==== AVAILABLE RECORDS
//! Row registry
//!
//! Lets rows self-register so the grid can address them without maintaining
//! an explicit child list. Registered rows are keyed by a generated [`RowId`];
//! selection and highlight state is additionally tracked in identity-keyed
//! maps (the developer-supplied unique id) so it survives a row being
//! unmounted and remounted with the same logical identity, e.g. after a page
//! change re-creates the row widgets.
//!
//! All methods run under the grid's state lock; the registry itself has no
//! interior mutability.

use std::collections::{BTreeSet, HashMap};

use crate::row::RowHandle;

/// Opaque registration token, generated by the registry and never reused
/// while the row is mounted.
#[derive(Debug, Clone, Copy, PartialEq, Eq, Hash)]
pub struct RowId(u64);

/// Registration record for one mounted row.
///
/// The handle is a non-owning back-reference used only to push flag changes
/// into the live row; it never stores state.
pub(crate) struct RowRecord {
    pub(crate) unique_id: Option<String>,
    pub(crate) selected: bool,
    pub(crate) highlighted: bool,
    pub(crate) handle: RowHandle,
}

#[derive(Default)]
pub(crate) struct RowRegistry {
    rows: HashMap<RowId, RowRecord>,
    /// Identity-keyed selection state; survives detach/re-attach.
    selected_ids: BTreeSet<String>,
    /// At most one highlighted identity at a time.
    highlighted_id: Option<String>,
    /// The armed select-all control, reset by any sync.
    select_all: Option<RowHandle>,
    next_id: u64,
}

impl RowRegistry {
    pub(crate) fn new() -> Self {
        Self::default()
    }

    /// Produces a fresh token, collision-free for this grid instance.
    pub(crate) fn generate_id(&mut self) -> RowId {
        self.next_id += 1;
        RowId(self.next_id)
    }

    /// Inserts a record. Rows without a unique id are ignored unless exempt
    /// (the select-all header control).
    pub(crate) fn attach(&mut self, row_id: RowId, record: RowRecord, exempt: bool) {
        if record.unique_id.is_none() && !exempt {
            tracing::debug!("ignoring attach for a row without a unique id");
            return;
        }
        self.rows.insert(row_id, record);
    }

    /// Removes a record. Safe during teardown even if attach never completed;
    /// identity-keyed selection state is deliberately left intact so the same
    /// identity can adopt it on remount.
    pub(crate) fn detach(&mut self, row_id: RowId) {
        self.rows.remove(&row_id);
    }

    /// Synchronizes a row's local flags with any state already recorded for
    /// its identity. Called on (re)registration and when a row's unique id
    /// changes.
    pub(crate) fn check_selection(&mut self, unique_id: &str, handle: &RowHandle) {
        let selected = self.selected_ids.contains(unique_id);
        let highlighted = self.highlighted_id.as_deref() == Some(unique_id);
        handle.sync_flags(selected, highlighted);
        for record in self.records_for(unique_id) {
            record.selected = selected;
            record.highlighted = highlighted;
        }
    }

    /// Default selection mutation: updates the identity set and every record
    /// sharing the identity. Deselecting a row also disarms an armed
    /// select-all control. Returns the currently selected ids.
    pub(crate) fn select_row(
        &mut self,
        unique_id: &str,
        handle: &RowHandle,
        selected: bool,
    ) -> Vec<String> {
        if !selected {
            self.disarm_select_all();
        }
        if selected {
            self.selected_ids.insert(unique_id.to_string());
        } else {
            self.selected_ids.remove(unique_id);
        }
        for record in self.records_for(unique_id) {
            record.selected = selected;
            record.handle.set_selected(selected);
        }
        // the calling row may not be attached, e.g. when its attach was
        // guarded; keep its local flag in step regardless
        handle.set_selected(selected);
        self.selected_ids.iter().cloned().collect()
    }

    /// Toggles every registered row to the control's new checked state and
    /// arms the control so a later sync can reset it. Returns the currently
    /// selected ids.
    pub(crate) fn select_all(&mut self, control: &RowHandle) -> Vec<String> {
        // only one select-all affordance may be armed per grid
        if let Some(previous) = &self.select_all {
            if !previous.same_row(control) {
                previous.set_selected(false);
            }
        }

        let selected = !control.selected().unwrap_or(false);
        for record in self.rows.values_mut() {
            if let Some(unique_id) = &record.unique_id {
                if selected {
                    self.selected_ids.insert(unique_id.clone());
                } else {
                    self.selected_ids.remove(unique_id);
                }
            }
            record.selected = selected;
            record.handle.set_selected(selected);
        }
        control.set_selected(selected);
        self.select_all = selected.then(|| control.clone());
        self.selected_ids.iter().cloned().collect()
    }

    /// Highlights exactly one identity at a time: the same identity toggles,
    /// a different one clears the previous row first. Returns the new
    /// highlight state.
    pub(crate) fn highlight_row(&mut self, unique_id: &str, handle: &RowHandle) -> bool {
        let mut highlighted = true;
        match self.highlighted_id.take() {
            Some(previous) if previous == unique_id => {
                highlighted = !handle.highlighted().unwrap_or(false);
            }
            Some(previous) => {
                for record in self.records_for(&previous) {
                    record.highlighted = false;
                    record.handle.set_highlighted(false);
                }
            }
            None => {}
        }
        for record in self.records_for(unique_id) {
            record.highlighted = highlighted;
            record.handle.set_highlighted(highlighted);
        }
        handle.set_highlighted(highlighted);
        self.highlighted_id = highlighted.then(|| unique_id.to_string());
        highlighted
    }

    /// Resets an armed select-all control without touching row flags.
    pub(crate) fn disarm_select_all(&mut self) {
        if let Some(control) = self.select_all.take() {
            control.set_selected(false);
        }
    }

    #[cfg(test)]
    pub(crate) fn select_all_armed(&self) -> bool {
        self.select_all.is_some()
    }

    pub(crate) fn selected_ids(&self) -> Vec<String> {
        self.selected_ids.iter().cloned().collect()
    }

    pub(crate) fn highlighted_id(&self) -> Option<String> {
        self.highlighted_id.clone()
    }

    pub(crate) fn registered(&self) -> usize {
        self.rows.len()
    }

    /// Full teardown on grid unmount.
    pub(crate) fn clear(&mut self) {
        self.rows.clear();
        self.selected_ids.clear();
        self.highlighted_id = None;
        self.select_all = None;
    }

    fn records_for<'a>(
        &'a mut self,
        unique_id: &'a str,
    ) -> impl Iterator<Item = &'a mut RowRecord> + 'a {
        self.rows
            .values_mut()
            .filter(move |record| record.unique_id.as_deref() == Some(unique_id))
    }
}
========
#### TASK ITEM:
Tally the lines in the records that contain "changes", then give only the tally.

#### SOLUTION:
2